Now to the problem. I wanted to recreate the exact same equations in simulink. I thought it is going to be as easy as creating the following simulink model. where I fill the fcn blocks with the second and fourth equation from the RHS file. Like this.

(-(M+m)*c*u(2)-(M+m)*g*l*sin(u(1))-m^2*l^2*u(2)^2*sin(u(1))*cos(u(1))+m*l*b*u(3)*cos(u(1))-m*l*cos(u(1))*u(4))/(I*(m+M)+m*M*l^2+m^2*l^2*sin(u(1))^2)

(u(5) - b*u(4) + l*m*u(2)^2*sin(u(1)) + (l*m*cos(u(1))*(c*u(2)*(M + m) + g*l*sin(u(1))*(M + m) + u(5)*l*m*cos(u(1)) + l^2*m^2*u(2)^2*cos(u(1))*sin(u(1)) - b*l*m*u(4)*cos(u(1))))/(I*(M + m) + l^2*m^2*sin(u(1))^2 + M*l^2*m))/(M + m)

The problem is this doesn't give the correct results from above, but the one below

Does anybody know what I do incorrectly?

Edit:After @am304 comment I decided to add the following information. I changed the setting for the simulink solver to use the fixed-step rk4 solver, so as to get the same results. The second integrator3 from the model above has been initialized to pi/2.

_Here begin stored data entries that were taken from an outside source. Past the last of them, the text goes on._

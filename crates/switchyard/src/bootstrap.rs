//! Service bootstrap orchestration.

use std::sync::Arc;

use ortho_config::{OrthoConfig, OrthoError};
use switchyard_config::{Config, ConfigValidationError};
use thiserror::Error;

use crate::health::HealthReporter;
use crate::registry::HandlerRegistry;
use crate::service::ServiceContext;
use crate::telemetry::{self, TelemetryError, TelemetryHandle};

/// Trait abstracting configuration loading for testability.
pub trait ConfigLoader: Send + Sync {
    /// Loads the service configuration.
    ///
    /// # Errors
    ///
    /// Returns the loader's error when no configuration can be assembled.
    fn load(&self) -> Result<Config, Arc<OrthoError>>;
}

/// Loader that delegates to [`Config::load`].
#[derive(Debug, Default, Clone, Copy)]
pub struct SystemConfigLoader;

impl ConfigLoader for SystemConfigLoader {
    fn load(&self) -> Result<Config, Arc<OrthoError>> {
        Config::load()
    }
}

/// Errors surfaced during bootstrap.
#[derive(Debug, Error)]
pub enum BootstrapError {
    /// Configuration failed to load.
    #[error("failed to load configuration: {source}")]
    Configuration {
        /// Underlying loader error.
        #[source]
        source: Arc<OrthoError>,
    },
    /// Configuration loaded but is unusable.
    #[error("invalid configuration: {source}")]
    Validation {
        /// The violated constraint.
        #[source]
        source: ConfigValidationError,
    },
    /// Telemetry initialisation failed.
    #[error("failed to initialise telemetry: {source}")]
    Telemetry {
        /// Underlying telemetry error.
        #[source]
        source: TelemetryError,
    },
}

/// Result of a successful bootstrap invocation.
pub struct Bootstrapped {
    config: Config,
    telemetry: TelemetryHandle,
    reporter: Arc<dyn HealthReporter>,
}

impl Bootstrapped {
    /// Accessor for the resolved configuration.
    #[must_use]
    pub const fn config(&self) -> &Config {
        &self.config
    }

    /// Accessor for the telemetry handle, primarily useful for testing.
    #[must_use]
    pub const fn telemetry(&self) -> TelemetryHandle {
        self.telemetry
    }

    /// The reporter lifecycle events are sent to.
    #[must_use]
    pub fn reporter(&self) -> Arc<dyn HealthReporter> {
        Arc::clone(&self.reporter)
    }

    /// Builds the context workers share, using the configured poll interval.
    #[must_use]
    pub fn service_context(&self, registry: Arc<HandlerRegistry>) -> ServiceContext {
        ServiceContext::new(registry, self.reporter())
            .with_poll_interval(self.config.poll_interval())
    }
}

impl std::fmt::Debug for Bootstrapped {
    fn fmt(&self, formatter: &mut std::fmt::Formatter<'_>) -> std::fmt::Result {
        formatter
            .debug_struct("Bootstrapped")
            .field("config", &self.config)
            .field("telemetry", &self.telemetry)
            .finish_non_exhaustive()
    }
}

/// Bootstraps a service using the supplied collaborators.
///
/// # Errors
///
/// Returns [`BootstrapError`] when the configuration cannot be loaded or
/// validated, or telemetry cannot be installed. The failure is reported to
/// `reporter` before it is returned.
pub fn bootstrap_with(
    loader: &dyn ConfigLoader,
    reporter: Arc<dyn HealthReporter>,
) -> Result<Bootstrapped, BootstrapError> {
    reporter.bootstrap_starting();

    let config = match loader.load() {
        Ok(config) => config,
        Err(source) => {
            return Err(fail(
                reporter.as_ref(),
                BootstrapError::Configuration { source },
            ));
        }
    };

    if let Err(source) = config.validate() {
        return Err(fail(reporter.as_ref(), BootstrapError::Validation { source }));
    }

    let telemetry = match telemetry::initialise(&config) {
        Ok(handle) => handle,
        Err(source) => {
            return Err(fail(reporter.as_ref(), BootstrapError::Telemetry { source }));
        }
    };

    reporter.bootstrap_succeeded(&config);
    Ok(Bootstrapped {
        config,
        telemetry,
        reporter,
    })
}

fn fail(reporter: &dyn HealthReporter, error: BootstrapError) -> BootstrapError {
    reporter.bootstrap_failed(&error);
    error
}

Edit2: If somebody wants to check out the simulink model for themselves click on the link to download the file.

Edit3: As you can read in the answer below the problem was trivial. You can download the correct model here

Answer 1

I looked through your Simulink model and it seems you may have mixed up the two functions you were using. You used the theta_dd function where you meant to put x_dd and vice versa.

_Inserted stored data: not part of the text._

//! Behavioural coverage for service bootstrap.

use std::cell::RefCell;
use std::sync::Arc;

use rstest::fixture;
use rstest_bdd_macros::{given, scenario, then, when};
use switchyard_config::LogFormat;

use super::support::{
    FailingConfigLoader, HealthEvent, QueuelessConfigLoader, RecordingHealthReporter,
    TestConfigLoader,
};
use crate::bootstrap::{BootstrapError, Bootstrapped, ConfigLoader, bootstrap_with};
use crate::bus::{MemoryBus, PublishProperties};

struct BootstrapWorld {
    loader: Option<Box<dyn ConfigLoader>>,
    reporter: Arc<RecordingHealthReporter>,
    outcome: Option<Result<Bootstrapped, BootstrapError>>,
}

impl BootstrapWorld {
    fn new() -> Self {
        Self {
            loader: None,
            reporter: Arc::new(RecordingHealthReporter::default()),
            outcome: None,
        }
    }

    fn bootstrapped(&self) -> &Bootstrapped {
        match self.outcome.as_ref().expect("bootstrap ran") {
            Ok(bootstrapped) => bootstrapped,
            Err(error) => panic!("bootstrap failed: {error}"),
        }
    }

    fn failure(&self) -> &BootstrapError {
        match self.outcome.as_ref().expect("bootstrap ran") {
            Ok(_) => panic!("bootstrap unexpectedly succeeded"),
            Err(error) => error,
        }
    }
}

#[fixture]
fn world() -> RefCell<BootstrapWorld> {
    RefCell::new(BootstrapWorld::new())
}

fn unquote(value: &str) -> &str {
    value.trim_matches('"')
}

#[given("a configuration loader declaring the queue \"{binding}\"")]
fn given_valid_loader(world: &RefCell<BootstrapWorld>, binding: String) {
    world.borrow_mut().loader = Some(Box::new(TestConfigLoader::with_queue(unquote(&binding))));
}

#[given("a configuration loader naming an unsupported bus")]
fn given_failing_loader(world: &RefCell<BootstrapWorld>) {
    world.borrow_mut().loader = Some(Box::new(FailingConfigLoader));
}

#[given("a configuration loader declaring no queues")]
fn given_queueless_loader(world: &RefCell<BootstrapWorld>) {
    world.borrow_mut().loader = Some(Box::new(QueuelessConfigLoader));
}

#[when("the service bootstrap runs")]
fn when_bootstrap(world: &RefCell<BootstrapWorld>) {
    let mut world = world.borrow_mut();
    let loader = world.loader.take().expect("loader configured");
    let reporter = Arc::clone(&world.reporter);
    world.outcome = Some(bootstrap_with(loader.as_ref(), reporter));
}

#[then("bootstrap succeeds")]
fn then_succeeds(world: &RefCell<BootstrapWorld>) {
    let world = world.borrow();
    let bootstrapped = world.bootstrapped();
    assert_eq!(bootstrapped.config().queues().len(), 1);
    assert_eq!(bootstrapped.telemetry().format(), LogFormat::Compact);
}

#[then("bootstrap fails to load the configuration")]
fn then_load_fails(world: &RefCell<BootstrapWorld>) {
    let world = world.borrow();
    assert!(matches!(
        world.failure(),
        BootstrapError::Configuration { .. }
    ));
}

#[then("bootstrap rejects the configuration")]
fn then_validation_fails(world: &RefCell<BootstrapWorld>) {
    let world = world.borrow();
    assert!(matches!(world.failure(), BootstrapError::Validation { .. }));
}

#[then("the reporter recorded bootstrap start then success")]
fn then_reported_success(world: &RefCell<BootstrapWorld>) {
    assert_eq!(
        world.borrow().reporter.events(),
        vec![HealthEvent::BootstrapStarting, HealthEvent::BootstrapSucceeded]
    );
}

#[then("the reporter recorded bootstrap start then failure")]
fn then_reported_failure(world: &RefCell<BootstrapWorld>) {
    let world = world.borrow();
    let events = world.reporter.events();
    let expected = world.failure().to_string();
    assert_eq!(
        events,
        vec![
            HealthEvent::BootstrapStarting,
            HealthEvent::BootstrapFailed(expected),
        ]
    );
}

#[then("messages for \"{key}\" reach the \"{queue}\" queue")]
fn then_queue_bound(world: &RefCell<BootstrapWorld>, key: String, queue: String) {
    let world = world.borrow();
    let bus = MemoryBus::from_config(world.bootstrapped().config()).expect("in-memory bus");
    bus.publish_topic(unquote(&key), b"{}", &PublishProperties::default())
        .expect("publish");
    assert_eq!(bus.queue_depth(unquote(&queue)).expect("queue depth"), 1);
}

#[scenario(
    path = "tests/features/service_bootstrap.feature",
    name = "Bootstrap succeeds with a valid configuration"
)]
fn bootstrap_succeeds(world: RefCell<BootstrapWorld>) {
    drop(world);
}

#[scenario(
    path = "tests/features/service_bootstrap.feature",
    name = "Bootstrap fails when the configuration cannot be loaded"
)]
fn bootstrap_load_fails(world: RefCell<BootstrapWorld>) {
    drop(world);
}

#[scenario(
    path = "tests/features/service_bootstrap.feature",
    name = "Bootstrap fails when no queue is declared"
)]
fn bootstrap_rejects_queueless_config(world: RefCell<BootstrapWorld>) {
    drop(world);
}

In your model, you also force x_d to be set to a constant value 0. I assume you actually meant to set the initial condition to 0, which you can see is done via the Integrator block. x_d (as an input to f) should be your state vector which is also an output of your integrators. This is just a consequence of what you define x_d to be, the integral of x_dd. This is how RK4 works as well; you use an initial state vector first and then use the predicted state vector to drive the next RK4 step.

The resulting output from the scope (i've outputted your whole state vector here) is as follows and looks like what you expect:

I do not think I should link externally to the simulink file so if you would like a copy of the file you can open a chat and ask for it. Otherwise the picture above should be sufficient enough to help you reproduce the same results.